London Councils and TfL are continuing to explore opportunities to decriminalise speed limit enforcement. Luck said both organisations had received legal advice that “currently there is no legislative basis for the decriminalisation and any existing powers that could enable boroughs to prosecute criminal cases are limited and untested”.
“Legal advice also indicates that there is no legislative basis for boroughs to offer, or to raise revenue from, diversionary/
London Councils is exploring the changes needed for full or partial decriminalisation. “This will include an exploration to determine whether it is possible to retain dual criminal and decriminalised regimes to allow for borough enforcement of minor contraventions, for example, and the police to retain the power to prosecute the more serious offences,” said Luck. “This will also examine the possible role in authorities running speed awareness courses.”
Minutes of a recent meeting of borough officers, TfL and the Metropolitan Police, state: “There was little vocal support for the full decriminalisation of speed enforcement. However, some attendees were keen to consider how local authorities could support the police within the scope of existing legislation.”

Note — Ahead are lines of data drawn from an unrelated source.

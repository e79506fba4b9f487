//! Domain-level field types and the inferred expression type lattice.

use core::fmt;

use crate::Dialect;

/// Declared type of a schema field.
///
/// Each field type maps to a dialect-specific storage/cast type via
/// [`FieldType::storage_type`].
#[derive(Debug, Clone, Copy, PartialEq, Eq, Hash)]
#[cfg_attr(feature = "serde", derive(serde::Serialize, serde::Deserialize))]
#[cfg_attr(feature = "serde", serde(rename_all = "lowercase"))]
pub enum FieldType {
    String,
    Number,
    Boolean,
    Uuid,
    Date,
    #[cfg_attr(feature = "serde", serde(rename = "datetime"))]
    DateTime,
    Object,
}

impl FieldType {
    /// Parse a field type from its config string.
    #[must_use]
    pub fn parse(s: &str) -> Option<Self> {
        match s {
            "string" => Some(FieldType::String),
            "number" => Some(FieldType::Number),
            "boolean" => Some(FieldType::Boolean),
            "uuid" => Some(FieldType::Uuid),
            "date" => Some(FieldType::Date),
            "datetime" => Some(FieldType::DateTime),
            "object" => Some(FieldType::Object),
            _ => None,
        }
    }

    /// The config-string name of this type.
    #[must_use]
    pub const fn as_str(&self) -> &'static str {
        match self {
            FieldType::String => "string",
            FieldType::Number => "number",
            FieldType::Boolean => "boolean",
            FieldType::Uuid => "uuid",
            FieldType::Date => "date",
            FieldType::DateTime => "datetime",
            FieldType::Object => "object",
        }
    }

    /// The storage/cast type name for this field type in the given dialect.
    ///
    /// # Examples
    ///
    /// ```
    /// use jsonsql_types::{Dialect, FieldType};
    ///
    /// assert_eq!(FieldType::Number.storage_type(Dialect::PostgreSql), "FLOAT");
    /// assert_eq!(FieldType::Number.storage_type(Dialect::SqliteMinimal), "REAL");
    /// assert_eq!(FieldType::Uuid.storage_type(Dialect::SqliteMinimal), "TEXT");
    /// ```
    #[must_use]
    pub const fn storage_type(&self, dialect: Dialect) -> &'static str {
        if dialect.is_postgres() {
            match self {
                FieldType::String => "TEXT",
                FieldType::Number => "FLOAT",
                FieldType::Boolean => "BOOLEAN",
                FieldType::Uuid => "UUID",
                FieldType::Date => "DATE",
                FieldType::DateTime => "TIMESTAMP",
                FieldType::Object => "JSONB",
            }
        } else {
            match self {
                FieldType::String => "TEXT",
                FieldType::Number => "REAL",
                FieldType::Boolean => "BOOLEAN",
                FieldType::Uuid => "TEXT",
                FieldType::Date => "TEXT",
                FieldType::DateTime => "TEXT",
                FieldType::Object => "JSON",
            }
        }
    }

    /// Whether the storage form in this dialect is already plain text, in
    /// which case JSON text extraction needs no cast.
    #[must_use]
    pub const fn stored_as_text(&self, dialect: Dialect) -> bool {
        // storage_type is a const fn over two small tables; compare names.
        matches!(
            (self, dialect.is_postgres()),
            (FieldType::String, _)
                | (FieldType::Uuid, false)
                | (FieldType::Date, false)
                | (FieldType::DateTime, false)
        )
    }
}

impl fmt::Display for FieldType {
    fn fmt(&self, f: &mut fmt::Formatter<'_>) -> fmt::Result {
        f.write_str(self.as_str())
    }
}

/// Inferred type of an evaluated expression.
///
/// Extends [`FieldType`] with `null` (the NULL literal) and `any` (accepts
/// any concrete type, produced e.g. by JSON path extraction).
#[derive(Debug, Clone, Copy, PartialEq, Eq, Hash)]
pub enum ExprType {
    String,
    Number,
    Boolean,
    Uuid,
    Date,
    DateTime,
    Object,
    Null,
    Any,
}

impl ExprType {
    /// The display name of this type, matching the config-string vocabulary.
    #[must_use]
    pub const fn as_str(&self) -> &'static str {
        match self {
            ExprType::String => "string",
            ExprType::Number => "number",
            ExprType::Boolean => "boolean",
            ExprType::Uuid => "uuid",
            ExprType::Date => "date",
            ExprType::DateTime => "datetime",
            ExprType::Object => "object",
            ExprType::Null => "null",
            ExprType::Any => "any",
        }
    }

    /// Whether a value of this type is acceptable where `expected` is
    /// declared.
    ///
    /// `any` is permissive on both sides, and a plain `date` is accepted
    /// where a `datetime` is expected.
    #[must_use]
    pub fn matches(&self, expected: ExprType) -> bool {
        *self == expected
            || matches!(*self, ExprType::Any)
            || matches!(expected, ExprType::Any)
            || matches!((expected, *self), (ExprType::DateTime, ExprType::Date))
    }
}

impl From<FieldType> for ExprType {
    fn from(value: FieldType) -> Self {
        match value {
            FieldType::String => ExprType::String,
            FieldType::Number => ExprType::Number,
            FieldType::Boolean => ExprType::Boolean,
            FieldType::Uuid => ExprType::Uuid,
            FieldType::Date => ExprType::Date,
            FieldType::DateTime => ExprType::DateTime,
            FieldType::Object => ExprType::Object,
        }
    }
}

impl fmt::Display for ExprType {
    fn fmt(&self, f: &mut fmt::Formatter<'_>) -> fmt::Result {
        f.write_str(self.as_str())
    }
}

Luck said the ongoing work would consider possibly different approaches between enforcement on the Transport for London Road Network and borough roads, and also “the implications of a borough choosing not to take up a potential future option to enforce speeding and whether the police would retain responsibility in this circumstance”.
London Councils is keen to trial decriminalised enforcement without changing legislation, or run an evidence-gathering trial without enforcement taking place.
The London Borough of Wandsworth is interested in a trial. A report to the council’s executive next week states: “Soft trial of 20mph enforcement cameras on residential roads under discussion with the police and TfL, with a view to an autumn 2019 pilot, which would necessitate greater delegation of powers to the local authority.”